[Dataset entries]

------------------------------

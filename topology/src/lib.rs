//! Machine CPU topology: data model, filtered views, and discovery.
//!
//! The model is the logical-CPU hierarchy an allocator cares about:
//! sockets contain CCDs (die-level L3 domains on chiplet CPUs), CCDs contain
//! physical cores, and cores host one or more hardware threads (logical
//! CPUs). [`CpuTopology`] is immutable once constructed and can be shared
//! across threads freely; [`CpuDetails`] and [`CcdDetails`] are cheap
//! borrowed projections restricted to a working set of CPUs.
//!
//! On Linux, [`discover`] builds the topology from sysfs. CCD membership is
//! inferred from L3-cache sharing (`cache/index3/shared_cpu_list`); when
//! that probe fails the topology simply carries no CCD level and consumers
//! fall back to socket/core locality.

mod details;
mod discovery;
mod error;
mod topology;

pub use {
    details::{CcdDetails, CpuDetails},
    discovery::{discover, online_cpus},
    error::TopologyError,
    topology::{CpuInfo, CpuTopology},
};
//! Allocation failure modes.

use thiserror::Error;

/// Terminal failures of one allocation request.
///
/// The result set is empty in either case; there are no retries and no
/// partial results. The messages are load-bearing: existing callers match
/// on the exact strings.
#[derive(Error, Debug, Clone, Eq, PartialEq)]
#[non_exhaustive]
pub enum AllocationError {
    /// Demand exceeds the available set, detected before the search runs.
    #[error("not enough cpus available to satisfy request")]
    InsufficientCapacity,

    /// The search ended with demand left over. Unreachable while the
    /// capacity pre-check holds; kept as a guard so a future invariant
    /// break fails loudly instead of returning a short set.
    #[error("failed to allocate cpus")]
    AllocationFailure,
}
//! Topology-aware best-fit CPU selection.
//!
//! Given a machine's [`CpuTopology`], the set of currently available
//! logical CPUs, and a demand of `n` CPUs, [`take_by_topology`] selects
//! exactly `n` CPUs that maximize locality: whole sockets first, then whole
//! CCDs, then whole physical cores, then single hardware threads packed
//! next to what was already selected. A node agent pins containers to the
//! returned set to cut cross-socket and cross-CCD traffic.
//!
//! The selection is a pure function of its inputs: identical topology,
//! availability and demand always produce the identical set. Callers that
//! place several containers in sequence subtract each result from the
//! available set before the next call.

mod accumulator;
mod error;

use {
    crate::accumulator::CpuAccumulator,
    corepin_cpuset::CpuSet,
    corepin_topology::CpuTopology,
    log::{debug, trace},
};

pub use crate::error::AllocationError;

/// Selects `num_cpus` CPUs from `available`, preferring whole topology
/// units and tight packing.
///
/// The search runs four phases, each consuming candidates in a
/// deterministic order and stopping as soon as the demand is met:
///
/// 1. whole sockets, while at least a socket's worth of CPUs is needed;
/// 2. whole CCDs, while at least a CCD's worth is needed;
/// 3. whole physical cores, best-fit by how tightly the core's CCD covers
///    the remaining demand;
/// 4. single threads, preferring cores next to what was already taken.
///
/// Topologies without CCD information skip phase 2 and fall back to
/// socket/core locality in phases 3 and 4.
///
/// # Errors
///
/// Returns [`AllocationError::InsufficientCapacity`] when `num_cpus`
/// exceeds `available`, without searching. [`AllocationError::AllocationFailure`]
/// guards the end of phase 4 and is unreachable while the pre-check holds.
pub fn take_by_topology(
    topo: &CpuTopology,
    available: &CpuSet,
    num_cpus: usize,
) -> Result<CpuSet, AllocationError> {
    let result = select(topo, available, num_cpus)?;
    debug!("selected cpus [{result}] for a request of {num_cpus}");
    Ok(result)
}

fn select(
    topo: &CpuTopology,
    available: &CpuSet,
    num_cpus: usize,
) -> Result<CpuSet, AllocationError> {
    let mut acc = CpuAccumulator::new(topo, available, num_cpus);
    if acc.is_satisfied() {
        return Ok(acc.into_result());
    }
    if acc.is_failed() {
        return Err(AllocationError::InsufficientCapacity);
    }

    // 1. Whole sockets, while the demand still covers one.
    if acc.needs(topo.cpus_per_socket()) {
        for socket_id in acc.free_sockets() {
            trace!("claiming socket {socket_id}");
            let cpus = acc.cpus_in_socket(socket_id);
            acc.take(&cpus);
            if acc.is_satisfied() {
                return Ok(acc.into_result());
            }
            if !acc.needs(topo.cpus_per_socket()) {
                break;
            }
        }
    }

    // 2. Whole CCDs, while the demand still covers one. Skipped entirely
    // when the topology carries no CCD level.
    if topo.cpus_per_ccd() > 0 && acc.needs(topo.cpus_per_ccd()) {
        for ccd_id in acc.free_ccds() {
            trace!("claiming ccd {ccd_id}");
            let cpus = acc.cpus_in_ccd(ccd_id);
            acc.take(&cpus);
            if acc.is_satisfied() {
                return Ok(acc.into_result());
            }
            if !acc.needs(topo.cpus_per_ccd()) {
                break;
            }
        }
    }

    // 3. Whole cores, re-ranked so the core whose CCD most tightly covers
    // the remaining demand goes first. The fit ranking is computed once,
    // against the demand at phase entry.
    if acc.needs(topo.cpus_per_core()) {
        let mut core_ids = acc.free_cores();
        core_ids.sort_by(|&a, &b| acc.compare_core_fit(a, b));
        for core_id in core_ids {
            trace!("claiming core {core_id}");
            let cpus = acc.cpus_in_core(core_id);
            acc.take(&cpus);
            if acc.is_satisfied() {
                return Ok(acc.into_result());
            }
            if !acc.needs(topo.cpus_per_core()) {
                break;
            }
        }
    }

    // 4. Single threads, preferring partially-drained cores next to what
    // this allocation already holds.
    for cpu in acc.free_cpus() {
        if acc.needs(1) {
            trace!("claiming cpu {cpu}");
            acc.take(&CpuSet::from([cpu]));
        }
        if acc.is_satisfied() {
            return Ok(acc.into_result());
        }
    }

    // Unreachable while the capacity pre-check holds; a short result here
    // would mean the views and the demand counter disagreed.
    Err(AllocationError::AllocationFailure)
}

------------------------------

- Exercise:
Retype exactly, and only, the lines above from the one where "for socket_id in" occurs up to and including the one where "most tightly covers" occurs.

- Exercise answer:
        for socket_id in acc.free_sockets() {
            trace!("claiming socket {socket_id}");
            let cpus = acc.cpus_in_socket(socket_id);
            acc.take(&cpus);
            if acc.is_satisfied() {
                return Ok(acc.into_result());
            }
            if !acc.needs(topo.cpus_per_socket()) {
                break;
            }
        }
    }

    // 2. Whole CCDs, while the demand still covers one. Skipped entirely
    // when the topology carries no CCD level.
    if topo.cpus_per_ccd() > 0 && acc.needs(topo.cpus_per_ccd()) {
        for ccd_id in acc.free_ccds() {
            trace!("claiming ccd {ccd_id}");
            let cpus = acc.cpus_in_ccd(ccd_id);
            acc.take(&cpus);
            if acc.is_satisfied() {
                return Ok(acc.into_result());
            }
            if !acc.needs(topo.cpus_per_ccd()) {
                break;
            }
        }
    }

    // 3. Whole cores, re-ranked so the core whose CCD most tightly covers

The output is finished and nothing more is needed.